In-depth explanation of EFF's courtroom victory over the FBI's "National Security Letters"


15 Responses to “In-depth explanation of EFF's courtroom victory over the FBI's "National Security Letters"”

  1. Mark Frauenfelder says:

    This is good news, but won’t Scalia dismiss it with a wave of his tentacle?

  2. awjt says:

    Oh, it’s wonderful and all, but I’m sure the artful dodgers will come up with some new clever legalspeak way to keep their jack boot on the backs of our necks.

  3. Ramone says:

    Part of me wants to believe some sort of overly optimistic conspiracy theory is at work. That Obama is behind it all, slowly trying to build a legal precendent for future administrations that would require them to be more transparent.

    What can I say, I like science fiction.

    • runjanerun says:

      Wow, you are really smoking something. Sorry.

      • jacklaughing says:

         No, this is all pretty simple: no President wants to be the one on whose watch the next 9/11 happens, because we all know that is coming some day. So Obama, like Bush, will seek whatever powers and privileges they can to deter that from occurring. And the FBI and Justice, seeing the opportunity to take advantage of a massive and superpowered legal loophole, will abuse the hell out of these powers because hey, why not, right? They have political quotas to fulfill as well.

        The question now is will the current Supreme Court side with what law enforcement wants to will they side with the Constitutional protections? It’s really hard to say, because they sway so easily between both ideological polarities, and their rhetoric on either subject is often extreme.

        And before I get smacked around, I’m not happy about how the Obama administration has handled this issue, but I think it’s pretty obvious why they’ve reversed themselves and seek to keep this privilege. Doesn’t make it right, not one bit.

        • Antinous / Moderator says:

          …no President wants to be the one on whose watch the next 9/11 happens…
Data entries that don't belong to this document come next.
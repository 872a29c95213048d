use super::view_model::{format_created, status_label};
use crate::{api::Post, components::forms::SearchInput, state::list::ListState};
use leptos::*;

#[component]
pub fn BlogToolbar(list: RwSignal<ListState<Post>>, on_bulk_delete: Callback<()>) -> impl IntoView {
    let selected_count = create_memo(move |_| list.with(|state| state.selected.len()));
    let all_selected = create_memo(move |_| list.with(|state| state.all_visible_selected()));
    view! {
        <div class="mb-4 flex flex-wrap items-center justify-between gap-3">
            <div class="flex items-center gap-3">
                <input
                    type="checkbox"
                    aria-label="Select all"
                    prop:checked=move || all_selected.get()
                    on:change=move |_| list.update(|state| state.toggle_all())
                />
                <SearchInput
                    value=Signal::derive(move || list.with(|state| state.query.clone()))
                    on_input=Callback::new(move |query: String| list.update(|state| state.query = query))
                    placeholder="Search posts..."
                />
            </div>
            <div class="flex items-center gap-2">
                <Show when=move || { selected_count.get() > 0 }>
                    <button
                        type="button"
                        class="inline-flex items-center rounded-md px-4 py-2 text-sm font-semibold bg-action-danger-bg text-action-danger-text hover:bg-action-danger-bg-hover"
                        on:click=move |_| on_bulk_delete.call(())
                    >
                        <i class="fas fa-trash mr-2"></i>
                        {move || format!("Delete ({})", selected_count.get())}
                    </button>
                </Show>
                <a
                    href="/admin/blog/new"
                    class="inline-flex items-center rounded-md px-4 py-2 text-sm font-semibold bg-action-primary-bg text-action-primary-text hover:bg-action-primary-bg-hover"
                >
                    <i class="fas fa-plus mr-2"></i>
                    "Write New Post"
                </a>
            </div>
        </div>
    }
}

#[component]
pub fn PostList(list: RwSignal<ListState<Post>>, on_delete: Callback<String>) -> impl IntoView {
    view! {
        <ul class="grid gap-4">
            <For
                each=move || list.with(|state| state.visible())
                key=|post| post.id.clone()
                children=move |post| view! { <PostRow post=post list=list on_delete=on_delete /> }
            />
        </ul>
    }
}

#[component]
fn PostRow(post: Post, list: RwSignal<ListState<Post>>, on_delete: Callback<String>) -> impl IntoView {
    let id = post.id.clone();
    let selected_id = id.clone();
    let toggle_id = id.clone();
    let delete_id = id.clone();
    let badge = if post.published {
        "bg-status-success-bg text-status-success-text"
    } else {
        "bg-status-warning-bg text-status-warning-text"
    };

    view! {
        <li class="flex items-center justify-between gap-4 rounded-xl border border-border bg-surface-elevated p-4">
            <div class="flex items-center gap-4">
                <input
                    type="checkbox"
                    aria-label="Select row"
                    prop:checked=move || list.with(|state| state.is_selected(&selected_id))
                    on:change=move |_| list.update(|state| state.toggle(&toggle_id))
                />
                {match post.cover_image.clone() {
                    Some(url) => view! {
                        <img src=url alt=post.title.clone() class="h-16 w-24 rounded-md object-cover" />
                    }.into_view(),
                    None => view! {
                        <div class="h-16 w-24 rounded-md bg-surface-muted flex items-center justify-center text-xs text-fg-muted">
                            "No Cover"
                        </div>
                    }.into_view(),
                }}
                <div>
                    <h3 class="text-lg font-semibold text-fg">{post.title.clone()}</h3>
                    <div class="flex flex-wrap items-center gap-2 text-sm text-fg-muted">
                        <span class=format!("rounded px-2 py-0.5 {}", badge)>{status_label(post.published)}</span>
                        <span class="font-mono">{format!("/{}", post.slug)}</span>
                        <span>{format_created(post.created_at)}</span>
                    </div>
                </div>
            </div>
            <div class="flex items-center gap-2">
                <a href=format!("/admin/blog/{}", id) class="text-fg-muted hover:text-fg" aria-label="Edit">
                    <i class="fas fa-pen"></i>
                </a>
                <button
                    type="button"
                    class="text-status-error-text hover:opacity-80"
                    aria-label="Delete"
                    on:click=move |_| on_delete.call(delete_id.clone())
                >
                    <i class="fas fa-trash"></i>
                </button>
            </div>
        </li>
    }
}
          Why? It’ll be another perfect excuse to seize more power and exert more control. Some politicians have even publicly wished for another such event because it would further their agendas. There’s a whole passel of people who think that Armageddon is a good thing.

  4. JG says:

    First, second, fourth, fifth?

    Missing something?

    • toobigtofail says:

       Yeah… well… if you’d bother to follow the jump maybe you wouldn’t be missing something.

      • JG says:

         I did, but really, if you’re going to post such a large portion of it to summarize the result, it’s a bit of a glaring omission.

  5. runjanerun says:

    So does this mean that the government is now required to reveal intended targets of former NSLs?

    • ldobe says:

      As far as I can tell from the news here and elsewhere, the court has struck down NSLs generally, but I haven’t yet seen any news saying past NSL recipients/targets must be disclosed. Granted, I have incomplete information and need to read the full judgement.

      If history is any indication, the FBI and other National Security orgs will probably make two arguments against disclosure of past NSLs:

      1. That disclosure is detrimental to National Security and 2. That disclosure of targets and recipients would jeopardize the privacy of both the recipient and the target even when specific subscriber records and info are withheld.

      • ldobe says:

        Just read the EFF article. The judgment has been stayed in order to allow the government its appeal. So we can expect that the FBI and other orgs may still be using NSLs and sending new ones currently since the legal finding of unconstitutionality is yet to be made final.

        It looks like it’ll go to the 9th circuit, then the supreme court. Which means while this is still a triumph, the judgement may still be struck down, or altered. And we still have more waiting to do before it can possibly go into effect.

        • hungryjoe says:

          I bet the 9th Circuit Court will not agree with this decision.  But I think we all know this is a Supreme Court decision, no matter what.  Why bother with the lower courts?

          …asked the taxpayer.

        • donovan acree says:

          I’m betting the ruling will be reversed as soon as the media stops paying attention.